Résistance

ttr-telling

Interprétation libre d'une œuvre graphique d'une artiste de grand talent : c.ha.t (retrouvable sur instagram/patreon/twitch)

Le froid la réveilla. Intense. Piquant. Son corps tentait, tant bien que mal, de résister à la faible température à coups de frissons.

Malgré ses membres engourdis, elle senti la brûlure des câbles qui lui cisaillaient les poignets, lui comprimaient la gorge et lui mordaient les chevilles. Elle ouvrit fébrilement ses yeux dans une pénombre bleutée.

Elle sentait le poids de son corps l'attirer douloureusement vers un sol carrelé impeccablement nettoyé. Elle pouvait y voir le reflet d'une femme nue, drapée d'une interminable chevelure d'un noir d'encre, pendue par des entraves accrochées au plafond.

Sa tête bourdonnait. Elle avait l'impression d'entendre des crépitements à l'intérieur de son crâne. Elle fini par relever doucement les yeux, non sans grimacer.

Elle vit, face à elle, une énorme vitre de la taille d'un tableau scolaire. Une silhouette était perceptible au travers, faiblement éclairée par ce qui semblaient être deux moniteurs.

Alors qu'elle reprenait petit à petit ses esprits, elle pu observer plus nettement cette silhouette. Elle semblait pressée et inquiète. Elle aurait pu jurer que c'était un homme. Elle chercha à mobiliser ses bras pour faire rouler ses épaules endolories, provoquant du mouvement au niveau des câbles, ce qui attira l'attention de la personne derrière la vitre.

Elle ne vit pas ses yeux, camouflés dans l'ombre, mais perçu l'angle bizarre que fit sa bouche, déformée par la panique.

Il semblait s'agiter de plus belle sur son clavier, comme s'il craignait pour sa vie. Comme s'il savait que la créature qui lui faisait face ne le raterait pas s'il lui laissait la moindre ouverture. Comme si elle représentait une menace qu'il se devait d'éliminer.
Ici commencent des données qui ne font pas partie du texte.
use std::sync::atomic::{AtomicBool, AtomicUsize, Ordering};
use std::sync::{Arc, Mutex};
use std::time::Duration;

use async_trait::async_trait;

use dquota::error::BoxError;
use dquota::persistence::{Flusher, MemoryFlusher};
use dquota::settings::EngineSettings;
use dquota::transport::{MemoryBus, MessageHandler, Subscription, Transport, TransportError};
use dquota::{GCounter, LogErrorHandler, Metadata, QuotaEngine, QuotaError, QuotaStatus, QuotaTable};

const TOPIC: &str = "dquota.test";
const BROADCAST: Duration = Duration::from_millis(20);

fn settings(node: &str) -> EngineSettings {
    EngineSettings::new(node)
        .with_settle_delay(Duration::from_millis(10))
        .with_flush_interval(Duration::from_secs(60))
}

async fn started(bus: &MemoryBus, settings: EngineSettings) -> QuotaEngine {
    let engine: QuotaEngine =
        QuotaEngine::new(settings, MemoryFlusher::<GCounter>::new(), LogErrorHandler);
    engine.bind_transport(Arc::new(bus.client()), BROADCAST, TOPIC);
    engine.start().await.unwrap();
    engine
}

/// Poll `check` until it holds or two seconds pass
async fn eventually<F: Fn() -> bool>(check: F) -> bool {
    for _ in 0..200 {
        if check() {
            return true;
        }
        tokio::time::sleep(Duration::from_millis(10)).await;
    }
    check()
}

#[tokio::test]
async fn single_node_hits_limit() {
    let bus = MemoryBus::new();
    let engine = started(&bus, settings("a")).await;

    engine.initialize_quota(5, 0, "q1", Metadata::new()).unwrap();
    assert_eq!(engine.increment_by("q1", 5).unwrap(), QuotaStatus::Violated);
    assert_eq!(engine.increment_by("unknown", 1).unwrap(), QuotaStatus::NotFound);
}

#[tokio::test]
async fn two_nodes_converge_on_shared_total() {
    let bus = MemoryBus::new();
    let a = started(&bus, settings("a")).await;
    let b = started(&bus, settings("b")).await;

    a.initialize_quota(10, 0, "q2", Metadata::new()).unwrap();
    b.initialize_quota(10, 0, "q2", Metadata::new()).unwrap();

    assert_eq!(a.increment_by("q2", 2).unwrap(), QuotaStatus::Ok);
    for _ in 0..3 {
        assert_eq!(b.increment_by("q2", 1).unwrap(), QuotaStatus::Ok);
    }

    let used = |e: &QuotaEngine| e.used("q2").unwrap().unwrap_or_default();
    assert!(eventually(|| used(&a) == 5 && used(&b) == 5).await);

    for _ in 0..5 {
        b.increment_by("q2", 1).unwrap();
    }
    assert!(eventually(|| used(&a) >= 10).await);

    assert_eq!(a.increment_by("q2", 1).unwrap(), QuotaStatus::Violated);
    assert_eq!(b.increment_by("q2", 1).unwrap(), QuotaStatus::Violated);
}

#[tokio::test]
async fn remote_quota_is_created_on_merge() {
    let bus = MemoryBus::new();
    let a = started(&bus, settings("a")).await;
    let b = started(&bus, settings("b")).await;

    let mut metadata = Metadata::new();
    metadata.insert("tenant".to_string(), "acme".to_string());
    a.initialize_quota(50, 7, "shared", metadata).unwrap();

    assert!(eventually(|| b.used("shared").unwrap() == Some(7)).await);
    let copy = b.quota("shared").unwrap().unwrap();
    assert_eq!(copy.owner.as_str(), "b");
    assert_eq!(copy.limit(), 50);
    assert_eq!(copy.metadata.get("tenant").map(String::as_str), Some("acme"));
}

#[tokio::test]
async fn tombstone_removes_quota_from_peers() {
    let bus = MemoryBus::new();
    let a = started(&bus, settings("a")).await;
    let b = started(&bus, settings("b")).await;

    b.initialize_quota(10, 0, "q3", Metadata::new()).unwrap();
    assert!(eventually(|| a.used("q3").unwrap().is_some()).await);

    assert!(b.tag_delete("q3").unwrap());
    assert!(eventually(|| a.used("q3").unwrap().is_none()).await);
    assert_eq!(a.increment_by("q3", 1).unwrap(), QuotaStatus::NotFound);

    // Our own tombstone coming back around removes it here too
    assert!(eventually(|| b.quota("q3").unwrap().is_none()).await);
    assert!(!b.delete_now("q3").unwrap());
}

#[tokio::test]
async fn peer_can_recreate_quota_after_tombstone_spreads() {
    let bus = MemoryBus::new();
    let a = started(&bus, settings("a")).await;
    let b = started(&bus, settings("b")).await;

    b.initialize_quota(10, 0, "q9", Metadata::new()).unwrap();
    assert!(eventually(|| a.used("q9").unwrap().is_some()).await);

    b.tag_delete("q9").unwrap();
    assert!(
        eventually(|| a.quota("q9").unwrap().is_none() && b.quota("q9").unwrap().is_none())
            .await
    );

    a.initialize_quota(50, 0, "q9", Metadata::new()).unwrap();
    assert_eq!(a.increment_by("q9", 1).unwrap(), QuotaStatus::Ok);

    // Ten broadcast rounds later the new quota is still alive on both nodes
    tokio::time::sleep(BROADCAST * 10).await;
    assert_eq!(a.increment_by("q9", 1).unwrap(), QuotaStatus::Ok);
    assert!(eventually(|| b.used("q9").unwrap() == Some(2)).await);
    assert_eq!(b.limit("q9").unwrap(), Some(50));
}

#[tokio::test]
async fn reinitialized_quota_uses_new_limit() {
    let bus = MemoryBus::new();
    let a = started(&bus, settings("a")).await;
    let b = started(&bus, settings("b")).await;

    b.initialize_quota(100, 0, "q4", Metadata::new()).unwrap();
    assert!(eventually(|| a.limit("q4").unwrap() == Some(100)).await);

    b.tag_delete("q4").unwrap();
    assert!(
        eventually(|| a.used("q4").unwrap().is_none() && b.quota("q4").unwrap().is_none())
            .await
    );

    b.initialize_quota(3, 0, "q4", Metadata::new()).unwrap();
    assert!(eventually(|| a.limit("q4").unwrap() == Some(3)).await);

    assert_eq!(a.increment_by("q4", 2).unwrap(), QuotaStatus::Ok);
    assert_eq!(a.increment_by("q4", 1).unwrap(), QuotaStatus::Violated);
}

#[tokio::test]
async fn distributed_init_splits_across_live_peers() {
    let bus = MemoryBus::new();
    let engines = vec![
        started(&bus, settings("a")).await,
        started(&bus, settings("b")).await,
        started(&bus, settings("c")).await,
    ];

    // Peers are only learned from quota entries, so seed one per node
    for engine in &engines {
        let id = format!("seed-{}", engine.node_name());
        engine.initialize_quota(1, 0, &id, Metadata::new()).unwrap();
    }
    assert!(eventually(|| engines.iter().all(|e| e.known_node_count() == 3)).await);

    for engine in &engines {
        engine
            .initialize_quota_distributed(1000, 90, "split", Metadata::new())
            .unwrap();
    }

    assert!(
        eventually(|| engines
            .iter()
            .all(|e| e.used("split").unwrap() == Some(90)))
        .await
    );
}

#[tokio::test]
async fn leader_flushes_and_followers_do_not() {
    let bus = MemoryBus::new();
    let leader_store = Arc::new(MemoryFlusher::<GCounter>::new());
    let follower_store = Arc::new(MemoryFlusher::<GCounter>::new());
    let flush_every = Duration::from_millis(30);

    let leader: QuotaEngine = QuotaEngine::new(
        settings("a").with_flush_interval(flush_every).with_leader(true),
        leader_store.clone(),
        LogErrorHandler,
    );
    let follower: QuotaEngine = QuotaEngine::new(
        settings("b").with_flush_interval(flush_every),
        follower_store.clone(),
        LogErrorHandler,
    );
    for engine in [&leader, &follower] {
        engine.bind_transport(Arc::new(bus.client()), BROADCAST, TOPIC);
        engine.start().await.unwrap();
    }

    follower.initialize_quota(10, 4, "q5", Metadata::new()).unwrap();
    assert!(eventually(|| leader_store.get("q5").map(|q| q.used()) == Some(4)).await);
    assert_eq!(follower_store.flush_count(), 0);

    // Giving up leadership stops the flushes
    leader.set_leader(false);
    tokio::time::sleep(flush_every * 2).await;
    let count = leader_store.flush_count();
    tokio::time::sleep(flush_every * 3).await;
    assert_eq!(leader_store.flush_count(), count);
}

#[tokio::test]
async fn empty_table_is_not_flushed() {
    let bus = MemoryBus::new();
    let store = Arc::new(MemoryFlusher::<GCounter>::new());
    let engine: QuotaEngine = QuotaEngine::new(
        settings("a")
            .with_flush_interval(Duration::from_millis(10))
            .with_leader(true),
        store.clone(),
        LogErrorHandler,
    );
    engine.bind_transport(Arc::new(bus.client()), BROADCAST, TOPIC);
    engine.start().await.unwrap();

    tokio::time::sleep(Duration::from_millis(80)).await;
    assert_eq!(store.flush_count(), 0);
}

#[tokio::test]
async fn engines_on_other_topics_are_isolated() {
    let bus = MemoryBus::new();
    let a = started(&bus, settings("a")).await;

    let b: QuotaEngine =
        QuotaEngine::new(settings("b"), MemoryFlusher::<GCounter>::new(), LogErrorHandler);
    b.bind_transport(Arc::new(bus.client()), BROADCAST, "elsewhere");
    b.start().await.unwrap();

    a.initialize_quota(10, 1, "q6", Metadata::new()).unwrap();
    tokio::time::sleep(BROADCAST * 5).await;
    assert!(b.used("q6").unwrap().is_none());
}

/// Transport whose failures are switched on per operation
#[derive(Default)]
struct FlakyTransport {
    refuse_connect: AtomicBool,
    refuse_subscribe: AtomicBool,
    refuse_publish: AtomicBool,
    connects: AtomicUsize,
    inner: Option<Arc<dyn Transport>>,
}

#[async_trait]
impl Transport for FlakyTransport {
    async fn connect(&self) -> Result<(), BoxError> {
        self.connects.fetch_add(1, Ordering::SeqCst);
        if self.refuse_connect.load(Ordering::SeqCst) {
            return Err(Box::new(TransportError::Refused("broker down".to_string())));
        }
        match &self.inner {
            Some(inner) => inner.connect().await,
            None => Ok(()),
        }
    }

    async fn publish(&self, topic: &str, payload: Vec<u8>) -> Result<(), BoxError> {
        if self.refuse_publish.load(Ordering::SeqCst) {
            return Err(Box::new(TransportError::Closed(topic.to_string())));
        }
        match &self.inner {
            Some(inner) => inner.publish(topic, payload).await,
            None => Ok(()),
        }
    }

    async fn subscribe(
        &self,
        topic: &str,
        handler: MessageHandler,
    ) -> Result<Subscription, BoxError> {
        if self.refuse_subscribe.load(Ordering::SeqCst) {
            return Err(Box::new(TransportError::Refused(format!("subscribe {}", topic))));
        }
        match &self.inner {
            Some(inner) => inner.subscribe(topic, handler).await,
            None => Ok(Subscription::new(topic, tokio::spawn(async {}))),
        }
    }
}

fn recording_handler() -> (Arc<Mutex<Vec<&'static str>>>, impl Fn(QuotaError) + Send + Sync) {
    let seen = Arc::new(Mutex::new(Vec::new()));
    let sink = seen.clone();
    (seen, move |err: QuotaError| {
        sink.lock().unwrap().push(err.error_type())
    })
}

#[tokio::test]
async fn connect_failure_aborts_start_and_allows_retry() {
    let transport = Arc::new(FlakyTransport::default());
    transport.refuse_connect.store(true, Ordering::SeqCst);

    let engine: QuotaEngine =
        QuotaEngine::new(settings("a"), MemoryFlusher::<GCounter>::new(), LogErrorHandler);
    engine.bind_transport(transport.clone(), BROADCAST, TOPIC);

    let err = engine.start().await.unwrap_err();
    assert!(matches!(err, QuotaError::TransportConnect(_)));
    assert!(err.is_fatal());
    assert!(!engine.is_running());

    transport.refuse_connect.store(false, Ordering::SeqCst);
    engine.start().await.unwrap();
    assert!(engine.is_running());
    assert_eq!(transport.connects.load(Ordering::SeqCst), 2);
}

#[tokio::test]
async fn subscribe_failure_aborts_start() {
    let transport = Arc::new(FlakyTransport::default());
    transport.refuse_subscribe.store(true, Ordering::SeqCst);

    let engine: QuotaEngine =
        QuotaEngine::new(settings("a"), MemoryFlusher::<GCounter>::new(), LogErrorHandler);
    engine.bind_transport(transport.clone(), BROADCAST, TOPIC);

    let err = engine.start().await.unwrap_err();
    assert!(matches!(err, QuotaError::Subscription(_)));
    assert!(!engine.is_running());
}

#[tokio::test]
async fn publish_failures_reach_handler_and_broadcast_continues() {
    let bus = MemoryBus::new();
    let transport = Arc::new(FlakyTransport {
        inner: Some(Arc::new(bus.client())),
        ..Default::default()
    });
    transport.refuse_publish.store(true, Ordering::SeqCst);

    let (seen, handler) = recording_handler();
    let engine: QuotaEngine =
        QuotaEngine::new(settings("a"), MemoryFlusher::<GCounter>::new(), handler);
    engine.bind_transport(transport.clone(), BROADCAST, TOPIC);
    engine.start().await.unwrap();
    engine.initialize_quota(10, 1, "q7", Metadata::new()).unwrap();

    assert!(eventually(|| seen.lock().unwrap().len() >= 2).await);
    assert!(seen.lock().unwrap().iter().all(|kind| *kind == "publish_error"));

    // Once the broker recovers, our own broadcast comes back to us
    transport.refuse_publish.store(false, Ordering::SeqCst);
    assert!(eventually(|| engine.known_node_count() == 1).await);
}

struct BrokenStore;

#[async_trait]
impl Flusher<GCounter> for BrokenStore {
    async fn flush(&self, _quotas: &QuotaTable) -> Result<(), BoxError> {
        Err("disk full".into())
    }
}

#[tokio::test]
async fn flush_failures_reach_handler() {
    let bus = MemoryBus::new();
    let (seen, handler) = recording_handler();
    let engine: QuotaEngine = QuotaEngine::new(
        settings("a")
            .with_flush_interval(Duration::from_millis(15))
            .with_leader(true),
        BrokenStore,
        handler,
    );
    engine.bind_transport(Arc::new(bus.client()), BROADCAST, TOPIC);
    engine.start().await.unwrap();
    engine.initialize_quota(10, 1, "q8", Metadata::new()).unwrap();

    assert!(eventually(|| seen.lock().unwrap().len() >= 2).await);
    assert!(seen
        .lock()
        .unwrap()
        .iter()
        .all(|kind| *kind == "persistence_error"));
}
Une menace qu'il se devait d'effacer.

A mesure qu'il s'agitait, elle sentit le crépitement sous son crâne s'intensifier. Elle avait l'impression de ressentir l'effervescence d'une boisson gazeuse directement dans son cerveau, d'entendre le crépitement de milliers de minuscules bulles qui éclatent juste à côté de son oreille. Sans être vraiment désagréable, l'expérience n'était pas plaisante non plus. D'autant qu'elle semblait s'accompagner de l'avancée de l'engourdissement de ses membres.

Elle ne sentait à présent presque plus ses mains ni ses pieds, et avait l'inquiétante sensation qu'une substance glacée et anesthésiante progressait doucement, mais inéluctablement, depuis ses extrémités.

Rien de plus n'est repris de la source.